Within the data below, find the string "clicks" and return each line where it occurs.

═════ MATERIAL PROVIDED

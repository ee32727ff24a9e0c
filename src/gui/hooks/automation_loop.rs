use crate::automation::{
    AutomationCommand, AutomationEvent, ButtonMatcher, ClickAutomation, MatchConfig, RunState,
    create_automation_channels,
};
use crate::screen::DesktopScreen;
use dioxus::prelude::*;
use tokio::sync::mpsc;

/// Spawns the automation worker once and wires its status stream into the
/// GUI signals. The command sender lands in `command_tx` when the worker is
/// up; the worker itself never touches GUI state directly.
pub fn use_automation_loop(
    template_path: String,
    mut command_tx: Signal<Option<mpsc::Sender<AutomationCommand>>>,
    mut run_state: Signal<RunState>,
    mut status_text: Signal<String>,
    mut clicks: Signal<u64>,
    mut last_error: Signal<Option<String>>,
) {
    use_future(move || {
        let template_path = template_path.clone();
        async move {
            let backend = match DesktopScreen::new() {
                Ok(backend) => Box::new(backend),
                Err(e) => {
                    log::error!("Failed to initialize the screen backend: {e}");
                    last_error.set(Some(format!("Input driver unavailable: {e}")));
                    return;
                }
            };

            let matcher = ButtonMatcher::from_file(&template_path, MatchConfig::default());
            let (cmd_tx, cmd_rx, event_tx, mut event_rx) = create_automation_channels();
            let mut automation = ClickAutomation::new(backend, matcher, cmd_rx, event_tx);

            // Start automation run loop in background
            spawn(async move { automation.run().await });
            command_tx.set(Some(cmd_tx));

            while let Some(event) = event_rx.recv().await {
                match event {
                    AutomationEvent::Status { text, clicks: count } => {
                        status_text.set(text);
                        clicks.set(count);
                    }
                    AutomationEvent::StateChanged(state) => {
                        run_state.set(state);
                    }
                    AutomationEvent::StopRequested => {
                        run_state.set(RunState::Stopped);
                        status_text.set(String::new());
                    }
                    AutomationEvent::Error(message) => {
                        last_error.set(Some(message));
                    }
                }
            }
        }
    });
}
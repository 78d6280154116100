use serde::Deserialize;
use std::env;
use std::time::Duration;

use crate::AuthnError;
use crate::provider::ProviderConfig;
use crate::session::DEFAULT_COOKIE_NAME;

const DEFAULT_SCOPES: &str = "openid";
const DEFAULT_CALLBACK_PATH: &str = "/auth/oauth2/callback";
const DEFAULT_PROVIDER_TIMEOUT_SECS: u64 = 5;
const DEFAULT_CONNECT_TIMEOUT_SECS: u64 = 2;

#[derive(Debug, Clone, Deserialize)]
#[serde(default)]
pub struct GatewayConfig {
    /// Issuer and audience of every token the gateway signs.
    pub app_name: String,
    /// Index 0 signs; all verify. See [`crate::secrets::decode_secret`].
    pub shared_secrets: Vec<String>,
    pub auth_url: String,
    pub token_url: String,
    pub userinfo_url: String,
    pub client_id: String,
    pub client_secret: String,
    pub scopes: String,
    /// Relative path on the requesting host, or an absolute URL.
    pub callback_path: String,
    pub provider_timeout_secs: u64,
    pub connect_timeout_secs: u64,
    pub client_certificates: bool,
    pub cookie_name: String,
}

impl Default for GatewayConfig {
    fn default() -> Self {
        Self {
            app_name: String::new(),
            shared_secrets: Vec::new(),
            auth_url: String::new(),
            token_url: String::new(),
            userinfo_url: String::new(),
            client_id: String::new(),
            client_secret: String::new(),
            scopes: DEFAULT_SCOPES.to_string(),
            callback_path: DEFAULT_CALLBACK_PATH.to_string(),
            provider_timeout_secs: DEFAULT_PROVIDER_TIMEOUT_SECS,
            connect_timeout_secs: DEFAULT_CONNECT_TIMEOUT_SECS,
            client_certificates: true,
            cookie_name: DEFAULT_COOKIE_NAME.to_string(),
        }
    }
}

impl GatewayConfig {
    pub fn normalize(mut self) -> Result<Self, AuthnError> {
        for (name, value) in [
            ("app_name", &self.app_name),
            ("auth_url", &self.auth_url),
            ("token_url", &self.token_url),
            ("userinfo_url", &self.userinfo_url),
            ("client_id", &self.client_id),
            ("client_secret", &self.client_secret),
        ] {
            if value.trim().is_empty() {
                return Err(AuthnError::InvalidConfig(format!("{name} is required")));
            }
        }
        if self.shared_secrets.first().is_none_or(|s| s.trim().is_empty()) {
            return Err(AuthnError::InvalidConfig(
                "at least one shared secret is required".to_string(),
            ));
        }

        if self.scopes.trim().is_empty() {
            self.scopes = DEFAULT_SCOPES.to_string();
        }
        if self.callback_path.trim().is_empty() {
            self.callback_path = DEFAULT_CALLBACK_PATH.to_string();
        }
        if self.provider_timeout_secs == 0 {
            self.provider_timeout_secs = DEFAULT_PROVIDER_TIMEOUT_SECS;
        }
        if self.connect_timeout_secs == 0 {
            self.connect_timeout_secs = DEFAULT_CONNECT_TIMEOUT_SECS;
        }
        if self.cookie_name.trim().is_empty() {
            self.cookie_name = DEFAULT_COOKIE_NAME.to_string();
        }

        Ok(self)
    }

    /// Reads `AUTHN_*` variables. Unset variables keep their defaults.
    pub fn from_env() -> Result<Self, AuthnError> {
        Self::from_lookup(|key| env::var(key).ok())
    }

    pub(crate) fn from_lookup<F>(lookup: F) -> Result<Self, AuthnError>
    where
        F: Fn(&str) -> Option<String>,
    {
        let mut config = Self::default();
        let string = |key: &str, target: &mut String| {
            if let Some(value) = lookup(key) {
                *target = value;
            }
        };

        string("AUTHN_APP_NAME", &mut config.app_name);
        string("AUTHN_AUTH_URL", &mut config.auth_url);
        string("AUTHN_TOKEN_URL", &mut config.token_url);
        string("AUTHN_USERINFO_URL", &mut config.userinfo_url);
        string("AUTHN_CLIENT_ID", &mut config.client_id);
        string("AUTHN_CLIENT_SECRET", &mut config.client_secret);
        string("AUTHN_SCOPES", &mut config.scopes);
        string("AUTHN_CALLBACK_PATH", &mut config.callback_path);
        string("AUTHN_COOKIE_NAME", &mut config.cookie_name);

        if let Some(secrets) = lookup("AUTHN_SHARED_SECRETS") {
            config.shared_secrets = secrets
                .split(',')
                .map(str::trim)
                .filter(|s| !s.is_empty())
                .map(str::to_string)
                .collect();
        }
        if let Some(value) = lookup("AUTHN_PROVIDER_TIMEOUT_SECS") {
            config.provider_timeout_secs = value.trim().parse().map_err(|_| {
                AuthnError::InvalidConfig(format!("AUTHN_PROVIDER_TIMEOUT_SECS: {value:?}"))
            })?;
        }
        if let Some(value) = lookup("AUTHN_CLIENT_CERTIFICATES") {
            config.client_certificates = match value.trim() {
                "1" | "true" | "yes" | "on" => true,
                "0" | "false" | "no" | "off" => false,
                other => {
                    return Err(AuthnError::InvalidConfig(format!(
                        "AUTHN_CLIENT_CERTIFICATES: {other:?}"
                    )));
                }
            };
        }

        config.normalize()
    }

    pub fn provider(&self) -> ProviderConfig {
        ProviderConfig {
            auth_url: self.auth_url.clone(),
            token_url: self.token_url.clone(),
            userinfo_url: self.userinfo_url.clone(),
            client_id: self.client_id.clone(),
            client_secret: self.client_secret.clone(),
            scopes: self.scopes.clone(),
        }
    }

    pub fn provider_timeout(&self) -> Duration {
        Duration::from_secs(self.provider_timeout_secs)
    }

    pub fn connect_timeout(&self) -> Duration {
        Duration::from_secs(self.connect_timeout_secs)
    }
}
use std::sync::Arc;
use tracing::{debug, warn};

use crate::claims::{Claims, TokenKind};
use crate::helpers::{derive_return_url, now_secs};
use crate::{AuthnError, TokenCodec};

pub const STATE_TOKEN_TTL_SECS: u64 = 300;

/// Mints and checks the `state` parameter carried through the provider
/// round trip.
pub struct StateTokenManager {
    codec: Arc<TokenCodec>,
    issuer: String,
}

impl StateTokenManager {
    pub fn new(codec: Arc<TokenCodec>, issuer: &str) -> Self {
        Self {
            codec,
            issuer: issuer.to_string(),
        }
    }

    pub fn issue(&self, request_target: &str) -> Result<String, AuthnError> {
        self.issue_at(request_target, now_secs())
    }

    pub(crate) fn issue_at(&self, request_target: &str, now: u64) -> Result<String, AuthnError> {
        let claims = Claims::new(
            &self.issuer,
            now,
            STATE_TOKEN_TTL_SECS,
            TokenKind::LoginState {
                return_url: derive_return_url(request_target),
            },
        );
        self.codec.sign(&claims)
    }

    /// Returns the embedded return URL. Every rejection is
    /// [`AuthnError::InvalidState`].
    pub fn validate(&self, token: &str) -> Result<String, AuthnError> {
        self.validate_at(token, now_secs())
    }

    pub(crate) fn validate_at(&self, token: &str, now: u64) -> Result<String, AuthnError> {
        if token.is_empty() {
            debug!("null inbound state");
            return Err(AuthnError::InvalidState);
        }

        let claims: Claims = self.codec.verify(token).map_err(|err| {
            warn!(error = %err, "state token signature check failed");
            AuthnError::InvalidState
        })?;

        let return_url = match claims.kind {
            TokenKind::LoginState { ref return_url } => return_url.clone(),
            TokenKind::Session { .. } => {
                warn!("session token presented as state");
                return Err(AuthnError::InvalidState);
            }
        };

        if claims.issuer != self.issuer || !claims.is_current(now) {
            warn!(
                issuer = %claims.issuer,
                nbf = claims.not_before,
                exp = claims.expiration,
                "invalid state token values"
            );
            return Err(AuthnError::InvalidState);
        }

        Ok(return_url)
    }
}

#[cfg(test)]
mod tests {
    use super::*;
    use crate::SecretSet;
    use crate::claims::SESSION_SUBJECT;
    use serde_json::json;

    fn manager(issuer: &str) -> (Arc<TokenCodec>, StateTokenManager) {
        let codec = Arc::new(TokenCodec::new(
            SecretSet::from_config(&["state-secret"]).unwrap(),
        ));
        let manager = StateTokenManager::new(Arc::clone(&codec), issuer);
        (codec, manager)
    }

    #[test]
    fn return_url_survives_round_trip() {
        let (_codec, manager) = manager("app");
        let token = manager.issue("/pageA").unwrap();
        assert_eq!(manager.validate(&token).unwrap(), "/pageA");

        let token = manager.issue("/search?q=1#frag").unwrap();
        assert_eq!(manager.validate(&token).unwrap(), "/search?q=1");
    }

    #[test]
    fn offsite_return_url_is_neutralised_at_issue() {
        let (_codec, manager) = manager("app");
        let token = manager.issue("//evil.example/steal").unwrap();
        assert_eq!(manager.validate(&token).unwrap(), "/");
    }

    #[test]
    fn expires_after_five_minutes() {
        let (_codec, manager) = manager("app");
        let token = manager.issue_at("/p", 10_000).unwrap();

        assert!(manager.validate_at(&token, 9_999).is_err());
        assert_eq!(manager.validate_at(&token, 10_000).unwrap(), "/p");
        assert_eq!(manager.validate_at(&token, 10_299).unwrap(), "/p");
        assert!(matches!(
            manager.validate_at(&token, 10_300),
            Err(AuthnError::InvalidState)
        ));
    }

    #[test]
    fn foreign_issuer_is_rejected() {
        let (codec, manager) = manager("app");
        let other = StateTokenManager::new(codec, "other-app");
        let token = other.issue("/p").unwrap();
        assert!(matches!(
            manager.validate(&token),
            Err(AuthnError::InvalidState)
        ));
    }

    #[test]
    fn wrong_subject_is_rejected_even_when_well_signed() {
        let (codec, manager) = manager("app");
        let now = now_secs();

        let session = codec
            .sign(&json!({
                "iss": "app", "sub": SESSION_SUBJECT, "aud": ["app"],
                "username": "alice", "return_url": "/p",
                "nbf": now, "iat": now, "exp": now + 60
            }))
            .unwrap();
        assert!(matches!(
            manager.validate(&session),
            Err(AuthnError::InvalidState)
        ));

        let unknown = codec
            .sign(&json!({
                "iss": "app", "sub": "state:something_else", "return_url": "/p",
                "nbf": now, "iat": now, "exp": now + 60
            }))
            .unwrap();
        assert!(matches!(
            manager.validate(&unknown),
            Err(AuthnError::InvalidState)
        ));
    }

    #[test]
    fn empty_and_garbage_state_are_rejected_uniformly() {
        let (_codec, manager) = manager("app");
        for input in ["", "garbage", "a.b.c"] {
            assert!(matches!(
                manager.validate(input),
                Err(AuthnError::InvalidState)
            ));
        }
    }
}
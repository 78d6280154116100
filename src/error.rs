use thiserror::Error;

#[derive(Debug, Error)]
pub enum AuthnError {
    #[error("invalid config: {0}")]
    InvalidConfig(String),
    #[error("invalid authenticator state, no shared secrets")]
    NoSigningSecret,
    #[error("no valid key found")]
    NoValidKey,
    #[error("invalid state")]
    InvalidState,
    #[error("bad cookie value state")]
    InvalidSession,
    #[error("http error: {0}")]
    Http(#[from] reqwest::Error),
    #[error("url parse error: {0}")]
    Url(#[from] url::ParseError),
    #[error("json error: {0}")]
    Json(#[from] serde_json::Error),
    #[error("jwt error: {0}")]
    Jwt(#[from] jsonwebtoken::errors::Error),
    #[error("provider returned status {0}")]
    ProviderStatus(u16),
    #[error("provider request timed out")]
    ProviderTimeout,
    #[error("invalid token response: {0}")]
    InvalidTokenResponse(String),
    #[error("userinfo carries no usable username")]
    MissingUsername,
    #[error("request carries no Host header")]
    MissingHost,
    #[error("internal error: {0}")]
    Internal(String),
}

impl AuthnError {
    /// Timeouts and connection failures against the provider may succeed on
    /// a later attempt; everything else will not.
    pub fn is_transient(&self) -> bool {
        match self {
            AuthnError::ProviderTimeout => true,
            AuthnError::Http(err) => err.is_timeout() || err.is_connect(),
            _ => false,
        }
    }

    pub fn status_code(&self) -> u16 {
        match self {
            AuthnError::MissingHost => 400,
            err if err.is_transient() => 503,
            _ => 500,
        }
    }
}

#[cfg(test)]
mod tests {
    use super::*;

    #[test]
    fn transient_faults_map_to_service_unavailable() {
        assert!(AuthnError::ProviderTimeout.is_transient());
        assert_eq!(AuthnError::ProviderTimeout.status_code(), 503);

        assert!(!AuthnError::ProviderStatus(502).is_transient());
        assert_eq!(AuthnError::ProviderStatus(502).status_code(), 500);
        assert_eq!(AuthnError::NoSigningSecret.status_code(), 500);
        assert_eq!(AuthnError::MissingHost.status_code(), 400);
    }
}
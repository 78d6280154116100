use http::header::{CACHE_CONTROL, COOKIE, HOST, LOCATION, SET_COOKIE};
use http::{HeaderValue, Response, StatusCode};
use std::sync::Arc;
use tracing::{debug, error, info, warn};

use crate::helpers::{cookie_value, query_param, validate_return_url};
use crate::session::SessionCookieManager;
use crate::state::StateTokenManager;
use crate::{AuthnError, ExchangeClient, GatewayConfig, SecretSet, TokenCodec};

/// A client certificate the TLS layer has already verified.
#[derive(Debug, Clone, PartialEq, Eq)]
pub struct PeerCertificate {
    pub subject_common_name: String,
}

/// Verified client chains, leaf first. Attach it to `http::Request`
/// extensions so [`IncomingRequest::from_http`] can see it.
#[derive(Debug, Clone, Default, PartialEq, Eq)]
pub struct TlsInfo {
    pub verified_chains: Vec<Vec<PeerCertificate>>,
}

impl TlsInfo {
    pub fn leaf_common_name(&self) -> Option<&str> {
        self.verified_chains
            .first()
            .and_then(|chain| chain.first())
            .map(|cert| cert.subject_common_name.as_str())
    }
}

#[derive(Debug, Clone, Default)]
pub struct IncomingRequest {
    pub method: String,
    /// Request target as received: path plus optional query.
    pub target: String,
    pub host: Option<String>,
    pub cookie_header: Option<String>,
    pub tls: Option<TlsInfo>,
}

impl IncomingRequest {
    pub fn get(target: &str) -> Self {
        Self {
            method: "GET".to_string(),
            target: target.to_string(),
            ..Self::default()
        }
    }

    pub fn with_host(mut self, host: &str) -> Self {
        self.host = Some(host.to_string());
        self
    }

    pub fn with_cookie_header(mut self, cookie_header: &str) -> Self {
        self.cookie_header = Some(cookie_header.to_string());
        self
    }

    pub fn with_tls(mut self, tls: TlsInfo) -> Self {
        self.tls = Some(tls);
        self
    }

    pub fn from_http<B>(req: &http::Request<B>) -> Self {
        let cookies: Vec<&str> = req
            .headers()
            .get_all(COOKIE)
            .iter()
            .filter_map(|v| v.to_str().ok())
            .collect();

        Self {
            method: req.method().as_str().to_string(),
            target: req
                .uri()
                .path_and_query()
                .map(|pq| pq.as_str().to_string())
                .unwrap_or_else(|| "/".to_string()),
            host: req
                .headers()
                .get(HOST)
                .and_then(|v| v.to_str().ok())
                .map(str::to_string)
                .or_else(|| req.uri().authority().map(|a| a.to_string())),
            cookie_header: (!cookies.is_empty()).then(|| cookies.join("; ")),
            tls: req.extensions().get::<TlsInfo>().cloned(),
        }
    }

    fn path(&self) -> &str {
        let end = self.target.find(['?', '#']).unwrap_or(self.target.len());
        &self.target[..end]
    }
}

/// A response the gateway has decided on; the caller must send it and write
/// nothing else.
#[derive(Debug, Clone, PartialEq, Eq)]
pub enum GatewayResponse {
    Redirect {
        location: String,
        set_cookie: Option<String>,
    },
    Error {
        status: u16,
        message: &'static str,
    },
}

impl GatewayResponse {
    fn error(status: u16, message: &'static str) -> Self {
        Self::Error { status, message }
    }

    pub fn status(&self) -> u16 {
        match self {
            Self::Redirect { .. } => 302,
            Self::Error { status, .. } => *status,
        }
    }

    pub fn into_http(self) -> Result<Response<String>, http::Error> {
        let builder = Response::builder().header(CACHE_CONTROL, "no-store");
        match self {
            Self::Redirect {
                location,
                set_cookie,
            } => {
                let mut builder = builder
                    .status(StatusCode::FOUND)
                    .header(LOCATION, HeaderValue::try_from(location)?);
                if let Some(cookie) = set_cookie {
                    builder = builder.header(SET_COOKIE, HeaderValue::try_from(cookie)?);
                }
                builder.body(String::new())
            }
            Self::Error { status, message } => builder
                .status(StatusCode::from_u16(status)?)
                .header(http::header::CONTENT_TYPE, "text/plain; charset=utf-8")
                .body(format!("{message}\n")),
        }
    }
}

#[derive(Debug, Clone, Copy, PartialEq, Eq)]
pub enum IdentitySource {
    ClientCertificate,
    SessionCookie,
}

#[derive(Debug, Clone, PartialEq, Eq)]
pub enum IdentityOutcome {
    Authenticated {
        username: String,
        source: IdentitySource,
    },
    /// Not authenticated; this response has to be sent as-is.
    Respond(GatewayResponse),
}

impl IdentityOutcome {
    pub fn username(&self) -> Option<&str> {
        match self {
            Self::Authenticated { username, .. } => Some(username),
            Self::Respond(_) => None,
        }
    }

    pub fn is_authenticated(&self) -> bool {
        matches!(self, Self::Authenticated { .. })
    }
}

pub enum StrategyOutcome {
    Identified(String),
    /// No proof of identity here; try the next strategy.
    Pass,
    Fault(AuthnError),
}

/// One way of recognising a caller, consulted in order by [`Gateway`].
pub trait IdentityStrategy: Send + Sync {
    fn source(&self) -> IdentitySource;
    fn identify(&self, req: &IncomingRequest) -> StrategyOutcome;
}

pub struct ClientCertificateStrategy;

impl IdentityStrategy for ClientCertificateStrategy {
    fn source(&self) -> IdentitySource {
        IdentitySource::ClientCertificate
    }

    fn identify(&self, req: &IncomingRequest) -> StrategyOutcome {
        match req.tls.as_ref().and_then(TlsInfo::leaf_common_name) {
            Some(name) if !name.is_empty() => StrategyOutcome::Identified(name.to_string()),
            _ => StrategyOutcome::Pass,
        }
    }
}

pub struct SessionCookieStrategy {
    sessions: Arc<SessionCookieManager>,
}

impl SessionCookieStrategy {
    pub fn new(sessions: Arc<SessionCookieManager>) -> Self {
        Self { sessions }
    }
}

impl IdentityStrategy for SessionCookieStrategy {
    fn source(&self) -> IdentitySource {
        IdentitySource::SessionCookie
    }

    fn identify(&self, req: &IncomingRequest) -> StrategyOutcome {
        let Some(value) = cookie_value(req.cookie_header.as_deref(), self.sessions.cookie_name())
        else {
            return StrategyOutcome::Pass;
        };
        match self.sessions.validate(value) {
            Ok(Some(username)) => StrategyOutcome::Identified(username),
            Ok(None) => {
                debug!("invalid session cookie value");
                StrategyOutcome::Pass
            }
            Err(err) => StrategyOutcome::Fault(err),
        }
    }
}

/// Stateless login gateway: identifies callers and runs the provider
/// callback.
pub struct Gateway {
    codec: Arc<TokenCodec>,
    states: StateTokenManager,
    sessions: Arc<SessionCookieManager>,
    exchange: ExchangeClient,
    strategies: Vec<Box<dyn IdentityStrategy>>,
    callback_path: String,
}

impl Gateway {
    pub fn new(config: GatewayConfig) -> Result<Self, AuthnError> {
        let config = config.normalize()?;
        let secrets = SecretSet::from_config(&config.shared_secrets)?;
        let codec = Arc::new(TokenCodec::new(secrets));
        let exchange = ExchangeClient::new(
            config.provider(),
            config.connect_timeout(),
            config.provider_timeout(),
        )?;
        let sessions = Arc::new(SessionCookieManager::new(
            Arc::clone(&codec),
            &config.app_name,
            &config.cookie_name,
        ));

        let mut strategies: Vec<Box<dyn IdentityStrategy>> = Vec::new();
        if config.client_certificates {
            strategies.push(Box::new(ClientCertificateStrategy));
        }
        strategies.push(Box::new(SessionCookieStrategy::new(Arc::clone(&sessions))));

        info!(
            app = %config.app_name,
            secrets = config.shared_secrets.len(),
            client_certificates = config.client_certificates,
            "authentication gateway ready"
        );

        Ok(Self {
            states: StateTokenManager::new(Arc::clone(&codec), &config.app_name),
            codec,
            sessions,
            exchange,
            strategies,
            callback_path: config.callback_path,
        })
    }

    /// Replaces the whole secret set in one step.
    pub fn rotate_secrets(&self, secrets: SecretSet) -> Result<(), AuthnError> {
        secrets.signing_key()?;
        info!(secrets = secrets.len(), "publishing new secret set");
        self.codec.publish(secrets)
    }

    /// Signs with `secret` from now on while still accepting every current key.
    pub fn prepend_secret(&self, secret: &str) -> Result<(), AuthnError> {
        let key = crate::secrets::decode_secret(secret)?;
        let rotated = self.codec.secrets()?.rotated(key);
        self.rotate_secrets(rotated)
    }

    pub fn sessions(&self) -> &SessionCookieManager {
        &self.sessions
    }

    pub fn states(&self) -> &StateTokenManager {
        &self.states
    }

    pub fn is_callback(&self, req: &IncomingRequest) -> bool {
        req.path() == self.callback_route()
    }

    /// Callback requests go to [`Gateway::handle_callback`]; everything else
    /// is resolved to an identity.
    pub fn handle(&self, req: &IncomingRequest) -> IdentityOutcome {
        if self.is_callback(req) {
            IdentityOutcome::Respond(self.handle_callback(req))
        } else {
            self.resolve_identity(req)
        }
    }

    pub fn resolve_identity(&self, req: &IncomingRequest) -> IdentityOutcome {
        for strategy in &self.strategies {
            match strategy.identify(req) {
                StrategyOutcome::Identified(username) => {
                    return IdentityOutcome::Authenticated {
                        username,
                        source: strategy.source(),
                    };
                }
                StrategyOutcome::Pass => {}
                StrategyOutcome::Fault(err) => {
                    error!(error = %err, source = ?strategy.source(), "identity resolution failed");
                    return IdentityOutcome::Respond(GatewayResponse::error(
                        500,
                        "bad transaction with openid context",
                    ));
                }
            }
        }
        IdentityOutcome::Respond(self.redirect_to_provider(req))
    }

    fn redirect_to_provider(&self, req: &IncomingRequest) -> GatewayResponse {
        let location = self.redirect_uri(req).and_then(|redirect_uri| {
            let state = self.states.issue(&req.target)?;
            self.exchange.authorization_url(&state, &redirect_uri)
        });
        match location {
            Ok(location) => GatewayResponse::Redirect {
                location,
                set_cookie: None,
            },
            Err(AuthnError::MissingHost) => GatewayResponse::error(400, "missing Host header"),
            Err(err) => {
                error!(error = %err, "cannot build provider redirect");
                GatewayResponse::error(500, "Internal Error")
            }
        }
    }

    pub fn handle_callback(&self, req: &IncomingRequest) -> GatewayResponse {
        if req.method != "GET" {
            warn!(method = %req.method, "bad method on oauth2 callback");
            return GatewayResponse::error(405, "Invalid method");
        }

        let code = query_param(&req.target, "code").unwrap_or_default();
        if code.is_empty() {
            warn!("null code");
            return GatewayResponse::error(401, "null code");
        }

        let state = query_param(&req.target, "state").unwrap_or_default();
        let return_url = match self.states.validate(&state) {
            Ok(return_url) => return_url,
            Err(err) => {
                warn!(error = %err, "error processing state");
                return GatewayResponse::error(401, "null or bad inboundState");
            }
        };

        let redirect_uri = match self.redirect_uri(req) {
            Ok(redirect_uri) => redirect_uri,
            Err(_) => return GatewayResponse::error(400, "missing Host header"),
        };

        match self.complete_login(&code, &redirect_uri) {
            Ok(set_cookie) => GatewayResponse::Redirect {
                location: validate_return_url(&return_url),
                set_cookie: Some(set_cookie),
            },
            Err(err) => {
                error!(error = %err, transient = err.is_transient(), "login exchange failed");
                let message = match &err {
                    AuthnError::MissingUsername => "cannot determine username",
                    _ => "bad transaction with openid context",
                };
                GatewayResponse::error(err.status_code(), message)
            }
        }
    }

    fn complete_login(&self, code: &str, redirect_uri: &str) -> Result<String, AuthnError> {
        let token = self.exchange.exchange_code(code, redirect_uri)?;
        let userinfo = self.exchange.fetch_userinfo(&token)?;

        let username = userinfo.derive_username();
        if username.is_empty() {
            return Err(AuthnError::MissingUsername);
        }

        let cookie = self.sessions.issue(username)?;
        info!(%username, "login completed");
        Ok(cookie.header_value())
    }

    fn callback_route(&self) -> &str {
        match self.callback_path.find("://") {
            Some(scheme_end) => {
                let rest = &self.callback_path[scheme_end + 3..];
                rest.find('/').map(|i| &rest[i..]).unwrap_or("/")
            }
            None => &self.callback_path,
        }
    }

    /// Absolute callback URL sent to the provider. A relative callback path
    /// needs the request's Host.
    fn redirect_uri(&self, req: &IncomingRequest) -> Result<String, AuthnError> {
        if self.callback_path.contains("://") {
            return Ok(self.callback_path.clone());
        }
        match req.host.as_deref().map(str::trim) {
            Some(host) if !host.is_empty() => Ok(format!("https://{host}{}", self.callback_path)),
            _ => {
                warn!(target_path = %req.path(), "no Host header, cannot build redirect_uri");
                Err(AuthnError::MissingHost)
            }
        }
    }
}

══════════

WRITTEN ANSWER:
    mut clicks: Signal<u64>,
                    AutomationEvent::Status { text, clicks: count } => {
                        clicks.set(count);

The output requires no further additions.